- Published on Aug 14, 2009
In fact, about 75 percent of the participants at the U-M Bike Camp typically learn to ride in five days. It's a daunting task: The children and young adults at this camp have autism or Down syndrome. Without specialized training, only 10-20 percent would learn to ride a bike, researchers say.
School of Kinesiology researcher Dale Ulrich, who runs the camp, studies the impact that learning to ride a bike has on the children challenged with these disorders. Initial findings show that not only do the children spend less time sedentary, they also become more social and independent. The research group is also looking at data to see if those riders participate more in their communities, Ulrich said.
"We assume they will, just like all children who learn to ride a bicycle, but we do not have that information yet," said Ulrich, who started the camp three years ago in partnership with Lose the Training Wheels Inc., which provides the special bikes the riders use.
Lose the Training Wheels runs camps throughout the country, though U-M is the only university to study bike riding and its effects on riders through that program. The bikes have graduated back wheels that start wide like rolling pins and get progressively narrower as the riders learn to balance without falling.

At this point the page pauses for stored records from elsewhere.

use std::error::Error;
use std::io::{BufWriter, Write};
use std::path::PathBuf;
use std::sync::Arc;

use clap::Parser;
use treesql::{Driver, DriverConfig, RowValue};
use treestore::json::FileOpener;

#[derive(Parser)]
#[clap(name = "treesql")]
struct Arguments {
    /// Path to the dataset file to query.
    dataset: String,

    /// Queries to execute, in order.
    #[clap(trailing_var_arg = true, required = true)]
    queries: Vec<String>,

    /// JSON file holding the driver configuration.
    #[clap(long, env = "TREESQL_CONFIG")]
    config: Option<PathBuf>,

    /// SQL dialect to parse queries with. Overrides the config file.
    #[clap(long)]
    dialect: Option<String>,

    #[clap(long, default_value = "error")]
    log_level: String,

    /// Log output format, "human" or "json".
    #[clap(long, default_value = "human")]
    log_format: String,
}

/// Run queries against a dataset file and print the results.
fn main() {
    let args = Arguments::parse();

    let level = logutil::parse_level(&args.log_level).unwrap_or(tracing::Level::ERROR);
    let format = logutil::LogFormat::from_name(&args.log_format).unwrap_or_default();
    logutil::configure_global_logger(level, format);

    if let Err(e) = inner(args) {
        println!("ERROR: {e}");
        std::process::exit(1);
    }
}

fn inner(args: Arguments) -> Result<(), Box<dyn Error>> {
    let mut config = match &args.config {
        Some(path) => DriverConfig::from_json_str(&std::fs::read_to_string(path)?)?,
        None => DriverConfig::default(),
    };
    if let Some(dialect) = args.dialect {
        config = config.with_dialect(dialect);
    }

    let driver = Driver::try_new(Arc::new(FileOpener), config)?;
    let mut conn = driver.open(&args.dataset)?;
    let mut stdout = BufWriter::new(std::io::stdout());

    for query in &args.queries {
        let mut rows = conn.query(query, &[])?;
        writeln!(stdout, "{}", rows.columns().join("\t"))?;

        let mut dest = vec![RowValue::default(); rows.columns().len()];
        loop {
            match rows.next(&mut dest) {
                Ok(()) => {
                    let line: Vec<String> = dest.iter().map(|v| v.to_string()).collect();
                    writeln!(stdout, "{}", line.join("\t"))?;
                }
                Err(e) if e.is_end_of_rows() => break,
                Err(e) => return Err(e.into()),
            }
        }
        rows.close()?;
        stdout.flush()?;
    }

    conn.close()?;
    Ok(())
}
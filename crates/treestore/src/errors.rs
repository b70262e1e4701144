#[derive(Debug, thiserror::Error)]
pub enum StoreError {
    #[error("unknown dataset {0:?}")]
    UnknownDataset(String),

    #[error("could not find object {key:?} in dataset {dataset:?}")]
    NotFound { dataset: String, key: String },

    #[error("could not find branch {branch:?} in tree {tree:?}")]
    UnknownBranch { tree: String, branch: String },

    #[error("dataset {0:?} is closed")]
    Closed(String),

    #[error("invalid data: {0}")]
    InvalidData(String),

    #[error(transparent)]
    Io(#[from] std::io::Error),

    #[error(transparent)]
    Json(#[from] serde_json::Error),
}

pub type Result<T, E = StoreError> = std::result::Result<T, E>;

#[allow(unused_macros)]
macro_rules! invalid_data {
    ($($arg:tt)*) => {
        crate::errors::StoreError::InvalidData(std::format!($($arg)*))
    };
}
pub(crate) use invalid_data;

The U.S. Department of Education, National Institute for Disability Research and Rehabilitation recently funded the program for $570,000 over three more years to continue the research. Ulrich hopes the further study will help convince policy makers that bike riding should and can be taught in school.
"Most schools don't teach it in school, they think it's too difficult," Ulrich said. "We're hoping to demonstrate that learning to ride a bike is not that challenging if you can personalize the training and learn about the child ahead of time." Bike riding could go a long way to fighting public health problems of obesity, among other things, he said.